Entre accusations de manquements policiers et controverses médiatiques, cette affaire prend une tournure judiciaire et institutionnelle. Rima Hassan a décidé de saisir le Défenseur des droits afin de dénoncer ce qu’elle qualifie de “graves manquements déontologiques” lors de sa garde à vue, survenue au début du mois d’avril. Cette initiative intervient après le dépôt d’une plainte, effectué le 8 avril.

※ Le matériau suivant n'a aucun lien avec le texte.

//! src/services/relay_service.rs
//!
//! RelayService: pushes an inbound upload to the selected route and turns the
//! result into a public download URL.
//!
//! After a successful `fs/put` the upstream may still serve stale directory
//! and metadata caches. Confirmation therefore runs in two timed phases:
//! wait `initial_wait`, list the parent directory with a forced refresh, and
//! only if the new file shows up wait `retry_wait` and fetch its metadata
//! (which carries the download signature). Any confirmation failure degrades
//! to an unsigned URL; only a failed login or a failed put is an error.

use crate::{
    models::{route::Route, uploaded_file::UploadedFile},
    services::{
        alist_client::{AlistClient, BackendError, encode_component},
        dispatcher::{Dispatch, RouteRegistry},
    },
};
use bytes::Bytes;
use chrono::{DateTime, Utc};
use std::{sync::Arc, time::Duration};
use thiserror::Error;
use tracing::{debug, info, warn};
use uuid::Uuid;

/// Extension given to every relayed upload.
pub const UPLOAD_EXTENSION: &str = "gif";

#[derive(Debug, Error)]
pub enum RelayError {
    #[error("authentication with upstream failed")]
    Auth(#[source] BackendError),
    #[error("Upload failed")]
    Upload(#[source] BackendError),
}

impl From<BackendError> for RelayError {
    fn from(err: BackendError) -> Self {
        if err.is_auth() {
            RelayError::Auth(err)
        } else {
            RelayError::Upload(err)
        }
    }
}

pub type RelayResult<T> = Result<T, RelayError>;

/// Delays around upload confirmation, calibrated to the upstream's cache
/// invalidation latency.
#[derive(Debug, Clone, Copy)]
pub struct ConfirmTiming {
    /// Pause between the put and the directory listing.
    pub initial_wait: Duration,
    /// Pause between the listing and the metadata fetch.
    pub retry_wait: Duration,
}

/// Outcome of the confirmation phase.
#[derive(Debug, Clone, PartialEq)]
pub enum Confirmation {
    /// The file was seen; carries the best record obtained.
    Confirmed(UploadedFile),
    /// The file could not be confirmed; the URL is built without a signature.
    Unconfirmed,
}

/// Shared relay state: routes, upstream client and confirmation timing.
#[derive(Clone)]
pub struct RelayService {
    registry: Arc<RouteRegistry>,
    client: AlistClient,
    timing: ConfirmTiming,
}

impl RelayService {
    pub fn new(registry: RouteRegistry, client: AlistClient, timing: ConfirmTiming) -> Self {
        Self {
            registry: Arc::new(registry),
            client,
            timing,
        }
    }

    pub fn registry(&self) -> &RouteRegistry {
        &self.registry
    }

    pub fn dispatch(&self, path: &str) -> Option<Dispatch<'_>> {
        self.registry.dispatch(path)
    }

    /// Upload `bytes` to `route` and return the public URL of the new file.
    pub async fn upload(&self, route: &Route, bytes: Bytes) -> RelayResult<String> {
        let filename = generate_filename(Utc::now());
        let file_path = format!("{}{}", route.upload_path, filename);
        debug!(route = route.id, %filename, %file_path, size = bytes.len(), "relaying upload");

        self.client
            .put_file(route, &file_path, bytes)
            .await
            .inspect_err(|err| warn!(route = route.id, error = %err, "upload rejected"))?;
        info!(route = route.id, %file_path, "file uploaded");

        debug!(route = route.id, "waiting {:?} before confirming", self.timing.initial_wait);
        tokio::time::sleep(self.timing.initial_wait).await;

        let url = match self.confirm(route, &file_path, &filename).await {
            Confirmation::Confirmed(record) => build_file_url(route, &file_path, Some(&record)),
            Confirmation::Unconfirmed => {
                warn!(route = route.id, %file_path, "upload unconfirmed, returning unsigned URL");
                build_file_url(route, &file_path, None)
            }
        };
        info!(route = route.id, %url, "file URL");
        Ok(url)
    }

    /// Refresh the parent listing, then fetch metadata for `file_path`.
    async fn confirm(&self, route: &Route, file_path: &str, filename: &str) -> Confirmation {
        let dir = parent_dir(file_path);

        let listing = match self.client.list_directory(route, dir).await {
            Ok(listing) => listing,
            Err(err) => {
                warn!(route = route.id, dir, error = %err, "directory listing failed");
                return Confirmation::Unconfirmed;
            }
        };

        let Some(listed) = listing.into_iter().find(|f| f.name == filename) else {
            debug!(route = route.id, dir, filename, "uploaded file not in listing yet");
            return Confirmation::Unconfirmed;
        };
        debug!(route = route.id, record = ?listed, "found file in listing");

        debug!(route = route.id, "waiting {:?} before file info", self.timing.retry_wait);
        tokio::time::sleep(self.timing.retry_wait).await;

        match self.client.get_file_info(route, file_path).await {
            Ok(info) => {
                debug!(route = route.id, path = ?info.path, record = ?info, "fetched file info");
                Confirmation::Confirmed(info)
            }
            Err(err) => {
                warn!(route = route.id, error = %err, "file info failed, using listing record");
                Confirmation::Confirmed(listed)
            }
        }
    }
}

/// `upload_<unix millis>_<6 random chars>.gif`
pub fn generate_filename(now: DateTime<Utc>) -> String {
    let random = Uuid::new_v4().simple().to_string();
    format!(
        "upload_{}_{}.{}",
        now.timestamp_millis(),
        &random[..6],
        UPLOAD_EXTENSION
    )
}

/// Directory containing `path`, without a trailing slash (root stays `/`).
pub fn parent_dir(path: &str) -> &str {
    match path.trim_end_matches('/').rsplit_once('/') {
        Some(("", _)) | None => "/",
        Some((parent, _)) => parent,
    }
}

/// `api_url + "/d" + public path`, with `?sign=` when the record carries a
/// non-blank signature.
pub fn build_file_url(route: &Route, file_path: &str, record: Option<&UploadedFile>) -> String {
    let mut url = format!("{}/d{}", route.api_url, route.public_path(file_path));
    if let Some(sign) = record.and_then(UploadedFile::signature) {
        url.push_str("?sign=");
        url.push_str(&encode_component(sign));
    }
    url
}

L’élue franco-palestinienne avait été convoquée puis placée en garde à vue le 2 avril, à la suite d’une publication sur le réseau social X, depuis supprimée. À l’issue de cette procédure, le parquet avait indiqué qu’elle serait poursuivie pour apologie du terrorisme.
Une polémique autour d’informations relayées dans la presse
Durant cette garde à vue, des éléments relayés dans certains médias ont évoqué la présence supposée de stupéfiants dans les affaires personnelles de l’eurodéputée. Ces informations ont rapidement suscité une vive controverse.
Par la suite, l’enquête ouverte pour détention éventuelle de drogue a été classée sans suite, les vérifications n’ayant pas permis de confirmer ces accusations. Cet épisode alimente aujourd’hui les critiques formulées par la défense.